Ça se gâte à l'université

    - Allez, on s'achète des chandails assortis !
- Non, Nat.
       On est dimanche après-midi. Natsu, indemne, est venu me chercher chez moi et, maintenant, nous sommes à la librairie du campus. J'ajoute :
- Nous sommes là pour que je me procure mes livres. 
    Il saisit une boule à neige contenant une réplique miniature de l'université et la secoue.
- Allez... J'en prends un rouge, tu en achètes un bleu, comme ça, on fera la paire, comme les personnes âgés sur la plage.
- Je veux bien, mais à condition que le tien soit rose.
    Là-dessus, il se tait.
    La librairie est immense et des livres sont empilés partout. Je me gratte la tête. Je me sens dépassée.

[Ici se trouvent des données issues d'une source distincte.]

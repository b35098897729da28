//! Solution settings
//!
//! All sizes are in elements and all size tuples span the solution dims
//! `[step, domain...]`; the step entry of the region sizes is the
//! wave-front depth and the step entry of the block sizes is the
//! temporal-block depth. `adjust` rounds and clamps everything bottom-up
//! the way users expect: unset (zero) values inherit from the enclosing
//! level.

use clap::Parser;
use data::dims::DimSet;
use data::idx::{Indices, IdxTuple};
use data::{round_up, Idx};
use log::debug;

/// Default spatial block edge when nothing is configured
pub const DEF_BLOCK: Idx = 32;

/// Tunable knobs of one solution (or one pack)
#[derive(Clone, Debug)]
pub struct Settings {
    pub global_sizes: IdxTuple,
    pub rank_sizes: IdxTuple,
    pub region_sizes: IdxTuple,
    pub block_group_sizes: IdxTuple,
    pub block_sizes: IdxTuple,
    pub mini_block_group_sizes: IdxTuple,
    pub mini_block_sizes: IdxTuple,
    pub sub_block_group_sizes: IdxTuple,
    pub sub_block_sizes: IdxTuple,
    pub min_pad_sizes: IdxTuple,
    pub extra_pad_sizes: IdxTuple,

    /// Ranks per domain dim; 0 = factorise automatically
    pub num_ranks: Indices,
    pub rank_indices: Indices,
    pub find_loc: bool,

    pub overlap_comms: bool,
    pub use_shm: bool,
    pub allow_vec_exchange: bool,
    pub min_exterior: Idx,

    pub max_threads: usize,
    pub thread_divisor: usize,
    pub num_block_threads: usize,
    pub bind_block_threads: bool,
    /// Solution-dim position of the thread-binding dim
    pub bind_posn: usize,

    pub step_wrap: bool,
    pub force_scalar: bool,
    pub trace: bool,

    /// Reverse every other pass of the tile loops
    pub serpentine: bool,
    /// Interleave row pairs in the sub-block loops
    pub square_wave: bool,

    pub do_auto_tune: bool,

    pub numa_pref: i32,
    /// GiB allocatable on a NUMA node before falling back to PMEM
    pub numa_pref_max_gib: usize,
}

impl Settings {
    pub fn new(dims: &DimSet) -> Self {
        let soln = dims.new_soln_tuple();
        let ndd = dims.ndd();
        Self {
            global_sizes: soln.clone(),
            rank_sizes: soln.clone(),
            region_sizes: soln.clone(),
            block_group_sizes: soln.clone(),
            block_sizes: soln.clone(),
            mini_block_group_sizes: soln.clone(),
            mini_block_sizes: soln.clone(),
            sub_block_group_sizes: soln.clone(),
            sub_block_sizes: soln.clone(),
            min_pad_sizes: soln.clone(),
            extra_pad_sizes: soln,
            num_ranks: Indices::new(0, ndd),
            rank_indices: Indices::new(0, ndd),
            find_loc: true,
            overlap_comms: true,
            use_shm: false,
            allow_vec_exchange: true,
            min_exterior: 0,
            max_threads: 0,
            thread_divisor: 1,
            num_block_threads: 1,
            bind_block_threads: false,
            bind_posn: 1,
            step_wrap: false,
            force_scalar: false,
            trace: false,
            serpentine: false,
            square_wave: false,
            do_auto_tune: false,
            numa_pref: -1,
            numa_pref_max_gib: 128,
        }
    }

    /// Requested wave-front depth (region size in the step dim)
    pub fn wf_steps_req(&self) -> Idx {
        self.region_sizes.vals()[0].max(0)
    }

    /// Requested temporal-block depth (block size in the step dim)
    pub fn tb_steps_req(&self) -> Idx {
        self.block_sizes.vals()[0].max(0)
    }

    /// Round and clamp all tile sizes bottom-up
    ///
    /// Unset (zero) spatial sizes inherit from the enclosing level;
    /// every level is clamped into its parent and rounded up to whole
    /// clusters so the vector kernels see even work.
    pub fn adjust(&mut self, dims: &DimSet) {
        let cluster = dims.cluster_pts();
        let ndd = dims.ndd();

        // Wave-front depth covers at least the temporal-block depth.
        let wf = self.wf_steps_req().max(self.tb_steps_req());
        let t_name = self.region_sizes.name(0).to_owned();
        self.region_sizes.set(&t_name, wf);

        for j in 0..ndd {
            let i = DimSet::soln_posn(j);
            let name = dims.domain_dims()[j].clone();
            let rank = self.rank_sizes.vals()[i];

            let fit = |req: Idx, parent: Idx, fallback: Idx| -> Idx {
                let v = if req <= 0 { fallback.min(parent) } else { req };
                round_up(v.min(parent).max(1), cluster[j]).min(round_up(parent, cluster[j]))
            };

            let region = fit(self.region_sizes.vals()[i], rank, rank);
            let block = fit(self.block_sizes.vals()[i], region, DEF_BLOCK);
            let mini = fit(self.mini_block_sizes.vals()[i], block, block);
            let sub = fit(self.sub_block_sizes.vals()[i], mini, mini);

            self.region_sizes.set(&name, region);
            self.block_sizes.set(&name, block);
            self.mini_block_sizes.set(&name, mini);
            self.sub_block_sizes.set(&name, sub);
        }
        debug!(
            "adjusted sizes: region {}, block {}, mini-block {}, sub-block {}",
            self.region_sizes.make_dim_val_str(","),
            self.block_sizes.make_dim_val_str(","),
            self.mini_block_sizes.make_dim_val_str(","),
            self.sub_block_sizes.make_dim_val_str(",")
        );
    }

    /// Thread split: (region threads, block threads)
    pub fn comp_threads(&self) -> (usize, usize) {
        let avail = if self.max_threads > 0 {
            self.max_threads
        } else {
            std::thread::available_parallelism().map_or(1, |n| n.get())
        };
        let total = (avail / self.thread_divisor.max(1)).max(1);
        let block = self.num_block_threads.clamp(1, total);
        let region = (total / block).max(1);
        (region, block)
    }
}

/// One `dim=value` (or bare `value` = all domain dims) CLI entry
#[derive(Clone, Debug)]
pub struct DimVal {
    pub dim: Option<String>,
    pub val: Idx,
}

impl std::str::FromStr for DimVal {
    type Err = String;

    fn from_str(s: &str) -> Result<Self, String> {
        let (dim, val) = match s.split_once('=') {
            Some((d, v)) => (Some(d.trim().to_owned()), v),
            None => (None, s),
        };
        let val: Idx = val
            .trim()
            .parse()
            .map_err(|e| format!("bad size '{s}': {e}"))?;
        Ok(DimVal { dim, val })
    }
}

fn apply_dim_vals(tuple: &mut IdxTuple, vals: &[DimVal], domain_only: bool) -> Result<(), String> {
    for dv in vals {
        match &dv.dim {
            Some(d) => {
                if !tuple.set(d, dv.val) {
                    return Err(format!("unknown dim '{d}'"));
                }
            }
            None => {
                let names: Vec<String> = tuple
                    .names()
                    .skip(domain_only as usize)
                    .map(str::to_owned)
                    .collect();
                for n in names {
                    tuple.set(&n, dv.val);
                }
            }
        }
    }
    Ok(())
}

/// Command-line surface, mirroring the numeric setters
///
/// Sizes take repeated `dim=value` entries (`-g x=128 -g y=64`) or a bare
/// value applied to every domain dim (`-g 128`).
#[derive(Debug, Parser)]
#[command(no_binary_name = true)]
pub struct Options {
    /// Global (overall problem) domain sizes
    #[arg(short = 'g', long = "global-size")]
    pub global_size: Vec<DimVal>,

    /// This rank's local domain sizes
    #[arg(short = 'l', long = "local-size")]
    pub local_size: Vec<DimVal>,

    /// Region sizes (step entry = wave-front depth)
    #[arg(short = 'r', long = "region-size")]
    pub region_size: Vec<DimVal>,

    /// Block sizes (step entry = temporal-block depth)
    #[arg(short = 'b', long = "block-size")]
    pub block_size: Vec<DimVal>,

    /// Mini-block sizes
    #[arg(long = "mini-block-size")]
    pub mini_block_size: Vec<DimVal>,

    /// Sub-block sizes
    #[arg(long = "sub-block-size")]
    pub sub_block_size: Vec<DimVal>,

    /// Minimum padding (including halos)
    #[arg(long = "min-pad-size")]
    pub min_pad_size: Vec<DimVal>,

    /// Extra padding outside halos
    #[arg(long = "extra-pad-size")]
    pub extra_pad_size: Vec<DimVal>,

    /// Ranks per domain dim
    #[arg(long = "num-ranks")]
    pub num_ranks: Vec<DimVal>,

    /// This rank's grid indices
    #[arg(long = "rank-indices")]
    pub rank_indices: Vec<DimVal>,

    /// Overlap communication with interior computation
    #[arg(long, env = "OVERLAP_COMMS")]
    pub overlap_comms: Option<bool>,

    /// Use shared memory with same-node neighbours
    #[arg(long)]
    pub use_shm: bool,

    /// Disable the vector inner kernels
    #[arg(long)]
    pub force_scalar: bool,

    /// Verbose per-call tracing on the log
    #[arg(long)]
    pub trace: bool,

    /// Alias invalid step indices into the live window
    #[arg(long)]
    pub step_wrap: bool,

    /// Bind block threads to sub-block slabs
    #[arg(long)]
    pub bind_block_threads: bool,

    /// Serpentine traversal of the tile loops
    #[arg(long)]
    pub serpentine: bool,

    /// Square-wave traversal of the sub-block loops
    #[arg(long)]
    pub square_wave: bool,

    /// NUMA preference: node id, or -1 for first-touch local
    #[arg(long, default_value_t = -1)]
    pub numa_pref: i32,

    /// Enable auto-tuning during run_solution
    #[arg(long)]
    pub auto_tune: bool,

    /// Threads available to this rank (0 = all)
    #[arg(long, env = "MAX_THREADS", default_value_t = 0)]
    pub max_threads: usize,

    /// Divide available threads by this factor
    #[arg(long, default_value_t = 1)]
    pub thread_divisor: usize,

    /// Threads per block
    #[arg(long, default_value_t = 1)]
    pub block_threads: usize,

    /// Minimum exterior slab width under overlap
    #[arg(long, default_value_t = 0)]
    pub min_exterior: Idx,
}

impl Options {
    /// Parse an argv slice (no binary name)
    pub fn parse_args<S: AsRef<str>>(args: &[S]) -> Result<Self, String> {
        Options::try_parse_from(args.iter().map(AsRef::as_ref)).map_err(|e| e.to_string())
    }

    /// Fold parsed options into settings
    pub fn apply_to(&self, s: &mut Settings) -> Result<(), String> {
        apply_dim_vals(&mut s.global_sizes, &self.global_size, true)?;
        apply_dim_vals(&mut s.rank_sizes, &self.local_size, true)?;
        // Bare values touch the domain dims only; the step entries (wave
        // front and temporal depth) must be named explicitly (`-r t=4`).
        apply_dim_vals(&mut s.region_sizes, &self.region_size, true)?;
        apply_dim_vals(&mut s.block_sizes, &self.block_size, true)?;
        apply_dim_vals(&mut s.mini_block_sizes, &self.mini_block_size, true)?;
        apply_dim_vals(&mut s.sub_block_sizes, &self.sub_block_size, true)?;
        apply_dim_vals(&mut s.min_pad_sizes, &self.min_pad_size, true)?;
        apply_dim_vals(&mut s.extra_pad_sizes, &self.extra_pad_size, true)?;
        for (list, target) in [
            (&self.num_ranks, &mut s.num_ranks),
            (&self.rank_indices, &mut s.rank_indices),
        ] {
            let mut t = s.global_sizes.clone();
            t.set_all(0);
            // Domain entries only; reuse tuple names for lookup.
            for dv in list {
                match &dv.dim {
                    Some(d) => {
                        if !t.set(d, dv.val) {
                            return Err(format!("unknown dim '{d}'"));
                        }
                    }
                    None => t.set_all(dv.val),
                }
            }
            let vals = t.vals();
            for j in 0..target.len() {
                if vals[j + 1] != 0 {
                    target[j] = vals[j + 1];
                }
            }
        }
        if !self.rank_indices.is_empty() {
            s.find_loc = false;
        }
        if let Some(v) = self.overlap_comms {
            s.overlap_comms = v;
        }
        s.use_shm |= self.use_shm;
        s.force_scalar |= self.force_scalar;
        s.trace |= self.trace;
        s.step_wrap |= self.step_wrap;
        s.bind_block_threads |= self.bind_block_threads;
        s.serpentine |= self.serpentine;
        s.square_wave |= self.square_wave;
        s.numa_pref = self.numa_pref;
        s.do_auto_tune |= self.auto_tune;
        s.max_threads = self.max_threads;
        s.thread_divisor = self.thread_divisor;
        s.num_block_threads = self.block_threads;
        s.min_exterior = self.min_exterior;
        Ok(())
    }
}

#[cfg(test)]
mod tests {
    use super::*;

    fn dims() -> DimSet {
        DimSet::new("t", ["x", "y"], Vec::<String>::new())
    }

    fn with_rank(sz: Idx) -> Settings {
        let d = dims();
        let mut s = Settings::new(&d);
        s.rank_sizes.set("x", sz);
        s.rank_sizes.set("y", sz);
        s
    }

    #[test]
    fn adjust_defaults_and_clamps() {
        let d = dims();
        let mut s = with_rank(100);
        s.adjust(&d);
        // Unset region covers the rank; unset block gets the default.
        assert_eq!(s.region_sizes.get("x"), Some(100));
        assert_eq!(s.block_sizes.get("x"), Some(DEF_BLOCK));
        assert_eq!(s.mini_block_sizes.get("x"), Some(DEF_BLOCK));
        assert_eq!(s.sub_block_sizes.get("x"), Some(DEF_BLOCK));

        // Oversized requests clamp to the parent.
        s.block_sizes.set("x", 500);
        s.adjust(&d);
        assert_eq!(s.block_sizes.get("x"), Some(100));
    }

    #[test]
    fn adjust_rounds_to_clusters() {
        let mut d = dims();
        d.set_fold(Indices(vec![1, 4]));
        let mut s = with_rank(100);
        s.block_sizes.set("y", 30);
        s.adjust(&d);
        assert_eq!(s.block_sizes.get("y"), Some(32));
    }

    #[test]
    fn wf_covers_tb() {
        let d = dims();
        let mut s = with_rank(64);
        s.block_sizes.set("t", 4); // TB depth 4
        s.adjust(&d);
        assert_eq!(s.region_sizes.get("t"), Some(4)); // WF raised to match
        assert_eq!(s.wf_steps_req(), 4);
        assert_eq!(s.tb_steps_req(), 4);
    }

    #[test]
    fn options_roundtrip() {
        let d = dims();
        let mut s = Settings::new(&d);
        let o = Options::parse_args(&[
            "-g",
            "128",
            "-g",
            "y=64",
            "-b",
            "x=16",
            "-r",
            "t=4",
            "--num-ranks",
            "x=2",
            "--use-shm",
            "--trace",
            "--min-exterior",
            "8",
        ])
        .unwrap();
        o.apply_to(&mut s).unwrap();
        assert_eq!(s.global_sizes.get("x"), Some(128));
        assert_eq!(s.global_sizes.get("y"), Some(64));
        assert_eq!(s.block_sizes.get("x"), Some(16));
        assert_eq!(s.region_sizes.get("t"), Some(4));
        assert_eq!(s.num_ranks.0, vec![2, 0]);
        assert!(s.use_shm && s.trace);
        assert_eq!(s.min_exterior, 8);
        // Bad dim name is rejected.
        let o = Options::parse_args(&["-g", "q=1"]).unwrap();
        assert!(o.apply_to(&mut Settings::new(&d)).is_err());
    }
}
/// Resolve sizes, offsets and neighbours for this rank
///
/// Collective: every rank must call this with consistent settings
/// (verified via `assert_equality_over_ranks`).
pub fn setup_rank_layout(
    env: &Env,
    dims: &DimSet,
    req: &LayoutRequest,
) -> Result<RankLayout, TopologyError> {
    let comm = &*env.comm;
    let me = comm.rank();
    let nr = comm.num_ranks();
    let ndd = dims.ndd();
    debug!("placing rank {me} of {nr}");

    comm.assert_equality_over_ranks(nr as Idx, "total number of ranks")?;
    comm.assert_equality_over_ranks(req.use_shm as Idx, "use_shm setting")?;
    comm.assert_equality_over_ranks(req.find_loc as Idx, "defined rank indices")?;
    for dd in 0..ndd {
        let dname = &dims.domain_dims()[dd];
        comm.assert_equality_over_ranks(
            req.global_sizes[dd],
            &format!("global-domain size in '{dname}'"),
        )?;
        comm.assert_equality_over_ranks(
            req.num_ranks[dd],
            &format!("number of ranks in '{dname}'"),
        )?;
        if req.global_sizes[dd] == 0 && req.rank_sizes[dd] == 0 {
            return Err(TopologyError::SizeConflict(format!(
                "both local-domain and global-domain size are zero in '{dname}'; \
                 specify one and the other will be calculated"
            )));
        }
    }

    // Single-rank shortcut: local and global sizes must agree.
    if nr == 1 {
        let mut global = req.global_sizes.clone();
        let mut local = req.rank_sizes.clone();
        for dd in 0..ndd {
            if local[dd] == 0 {
                local[dd] = global[dd];
            } else if global[dd] == 0 {
                global[dd] = local[dd];
            } else if global[dd] != local[dd] {
                return Err(TopologyError::SizeConflict(format!(
                    "local-domain size {} does not equal global-domain size {} in '{}'",
                    local[dd],
                    global[dd],
                    dims.domain_dims()[dd]
                )));
            }
        }
        return Ok(RankLayout {
            num_ranks: Indices::new(1, ndd),
            my_indices: Indices::new(0, ndd),
            global_sizes: global,
            rank_sizes: local,
            rank_offsets: Indices::new(0, ndd),
            neighborhood: Neighborhood::new(dims),
        });
    }

    // Grid shape.
    let num_ranks = if req.num_ranks.product() == 0 {
        let layout = factorize_ranks(nr, &req.num_ranks)?;
        info!("rank layout {layout} selected");
        layout
    } else {
        req.num_ranks.clone()
    };
    if num_ranks.product() != nr as Idx {
        return Err(TopologyError::RankCountMismatch {
            requested: num_ranks.product(),
            layout: format!("{num_ranks}"),
            active: nr,
        });
    }

    // My coordinates.
    let mut grid = dims.new_domain_tuple();
    grid.set_indices(&num_ranks);
    let my_indices = if req.find_loc {
        grid.unlayout(me as Idx)
    } else {
        req.rank_indices.clone()
    };
    for dd in 0..ndd {
        if my_indices[dd] < 0 || my_indices[dd] >= num_ranks[dd] {
            return Err(TopologyError::BadRankIndex {
                index: my_indices[dd],
                count: num_ranks[dd],
                dim: dims.domain_dims()[dd].clone(),
            });
        }
    }

    let mut global_sizes = req.global_sizes.clone();
    let mut rank_sizes = req.rank_sizes.clone();
    let mut rank_offsets = Indices::new(0, ndd);
    let mut neighborhood = Neighborhood::new(dims);
    let cluster_pts = dims.cluster_pts();
    let fold_pts = dims.fold_pts();

    // Two passes: the first sums the sizes that are known so unset ones
    // can be derived, the second checks alignment and fills in offsets
    // and neighbours.
    for pass in 0..2 {
        let mut coords = vec![Indices::new(0, ndd); nr];
        let mut sizes = vec![Indices::new(0, ndd); nr];
        coords[me] = my_indices.clone();
        sizes[me] = rank_sizes.clone();

        // Exchange coordinate and size tables across all ranks.
        for rn in 0..nr {
            let mut row: Vec<Idx> = coords[rn].0.iter().chain(&sizes[rn].0).copied().collect();
            comm.bcast_idxs(rn, &mut row)?;
            coords[rn] = Indices(row[..ndd].to_vec());
            sizes[rn] = Indices(row[ndd..].to_vec());
        }
        comm.barrier();

        rank_offsets = Indices::new(0, ndd);
        let mut size_sums = Indices::new(0, ndd);
        neighborhood = Neighborhood::new(dims);

        for rn in 0..nr {
            let deltas = coords[rn].sub(&my_indices);
            let man_dist: Idx = deltas.0.iter().map(|d| d.abs()).sum();
            let max_dist = deltas.0.iter().map(|d| d.abs()).max().unwrap_or(0);

            if rn != me && man_dist == 0 {
                return Err(TopologyError::DuplicateCoords(me, rn));
            }

            for dd in 0..ndd {
                // In-line with me in dd: all other deltas are zero.
                let in_line = (0..ndd).all(|dj| dj == dd || deltas[dj] == 0);
                if !in_line {
                    continue;
                }
                size_sums[dd] += sizes[rn][dd];

                if pass == 1 {
                    // Ranks sharing a grid line must agree on the sizes of
                    // every other dim, or the domains do not tile.
                    for dj in 0..ndd {
                        if dj != dd && sizes[me][dj] != sizes[rn][dj] {
                            return Err(TopologyError::Misaligned {
                                a: rn,
                                b: me,
                                dim: dims.domain_dims()[dd].clone(),
                                index: my_indices[dd],
                                other_dim: dims.domain_dims()[dj].clone(),
                                a_size: sizes[rn][dj],
                                b_size: sizes[me][dj],
                            });
                        }
                    }
                    // Global offset counts every preceding in-line rank.
                    if deltas[dd] < 0 {
                        rank_offsets[dd] += sizes[rn][dd];
                    }
                }
            }

            // Immediate neighbour: distance <= 1 in every dim.
            if pass == 1 && rn != me && max_dist <= 1 {
                let offsets = deltas.add_scalar(1);
                let idx = neighborhood.index_of(&offsets);
                let all_vec_mults =
                    (0..ndd).all(|dd| mod_flr(sizes[rn][dd], fold_pts[dd]) == 0);
                let shm_rank = if req.use_shm {
                    comm.shm_rank_of(rn)
                } else {
                    None
                };
                debug!(
                    "neighbor rank {rn} at offsets {offsets}, manhattan {man_dist}, \
                     shm {shm_rank:?}"
                );
                neighborhood.entries[idx] = Some(NeighborInfo {
                    rank: rn,
                    offsets,
                    man_dist: man_dist as usize,
                    all_vec_mults,
                    shm_rank,
                });
            }
        }

        // After the first pass, derive unknown sizes.
        if pass == 0 {
            for dd in 0..ndd {
                let dname = &dims.domain_dims()[dd];
                let nranks_dd = num_ranks[dd];
                if rank_sizes[dd] == 0 {
                    if size_sums[dd] != 0 {
                        return Err(TopologyError::SizeConflict(format!(
                            "local-domain size in '{dname}' is specified on another \
                             rank but not on rank {me}; it must be specified or \
                             unspecified consistently"
                        )));
                    }
                    // Divide evenly, rounded up to whole clusters; the last
                    // rank absorbs the remainder.
                    let gsz = global_sizes[dd];
                    let mut rsz = ceil_div(gsz, nranks_dd);
                    rsz = round_up(rsz, cluster_pts[dd]);
                    let rem = gsz - rsz * (nranks_dd - 1);
                    if rem <= 0 {
                        return Err(TopologyError::SizeConflict(format!(
                            "global-domain size {gsz} is too small to split across \
                             {nranks_dd} ranks in '{dname}'"
                        )));
                    }
                    rank_sizes[dd] = if my_indices[dd] == nranks_dd - 1 { rem } else { rsz };
                } else if global_sizes[dd] == 0 {
                    global_sizes[dd] = size_sums[dd];
                }
            }
        } else {
            // Consistency after the second pass.
            for dd in 0..ndd {
                if global_sizes[dd] != size_sums[dd] {
                    return Err(TopologyError::SizeConflict(format!(
                        "sum of local-domain sizes ({}) does not equal the \
                         global-domain size ({}) in '{}'",
                        size_sums[dd],
                        global_sizes[dd],
                        dims.domain_dims()[dd]
                    )));
                }
            }
        }
    }

    info!(
        "rank {me} at {my_indices} owns {rank_sizes} elements at offset {rank_offsets}, \
         {} neighbor(s)",
        neighborhood.num_neighbors()
    );
    Ok(RankLayout {
        num_ranks,
        my_indices,
        global_sizes,
        rank_sizes,
        rank_offsets,
        neighborhood,
    })
}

Je sors de mon sac la liste des livres nécessaires pour mes cours et commence à chercher dans les rayons.
- J'ai trouvé ton livre de biologie, s'écrie Natsu, avant de le laisser tomber dans le panier qu'il tient pour moi.
    Bon sang, ce n'est pas possible : il coûte cent dollars !
    La plupart de mes cours obligatoires, cette session, tournent autour des sciences et des maths, mais, pour une raison qui m'échappe, je dois aussi prendre un cours sur l'art. Le livre d'histoire de l'art, au prix de cent soixante-quinze dollars, est plus imposant qu'une grosse boîte à pizza et doit bien peser vingt-cinq livres. Je le repose en rayon - je ne peux en aucun cas me le payer. Je vais sûrement faire des recherches pour essayer de le trouver moins cher en ligne. Sinon, je vais peut-être devoir choisir un autre cours d'art, même si les fournitures de peinture et de toiles ne doivent pas être données non plus.
    Dans la queue où nous attendons que je paie mes livres de biologie et de maths, Natsu examine toutes les bricoles bon marché qui encombrent le comptoir près de la caisse. Je parie qu'il adorerait faire des fouilles archéologique avec ma mère dans les paniers à un dollar du magasin où nous étions l'autre fois. Celui avec de belles sandales.
- Oh, regarde ! me lance-t-il.
    Il a trouvé un porte-clés avec le logo de l'université, auquel est attaché au troll aux cheveux roses. Je lui dit :
- Il te ressemble.
- Tu me prends pour un troll ?
- Bien sûr.
- Dans ce cas, il te faut absolument ce truc.
    Je lui réponds en riant :
- Je n'ai certainement pas besoin d'un mini troll.
- Oui et tu vas l'acheter, insiste-t-il en lançant le porte-clé dans mon panier. Comme ça tu aura un porte-clé à mon effigie.
    La fille derrière nous, qui tient un seul livre à la main, jette un coup d'oeil dans le panier et me demande d'un air incrédule :
- Ne me dis pas que tu vas vraiment acheter tes livres ?
- Pourquoi pas ?
- Mais personne ne lit ses livres de cours ! Tu ne devrais lire que les passages importants avant un examen ou quand tu dois faire un devoir. Et, dans ces cas-là, tu n'as qu'à emprunter le livre d'un élève de ta classe ou bien à la bibliothèque.
    Je lève les yeux vers Natsu pour savoir ce qu'il en pense. Il secoue la tête en regardant la fille, puis me dit :
- Luce, le plus gros problème, si tu les achètes, c'est que ces livres pèsent des tonnes et qu'il faut les monter jusqu'à ta chambre.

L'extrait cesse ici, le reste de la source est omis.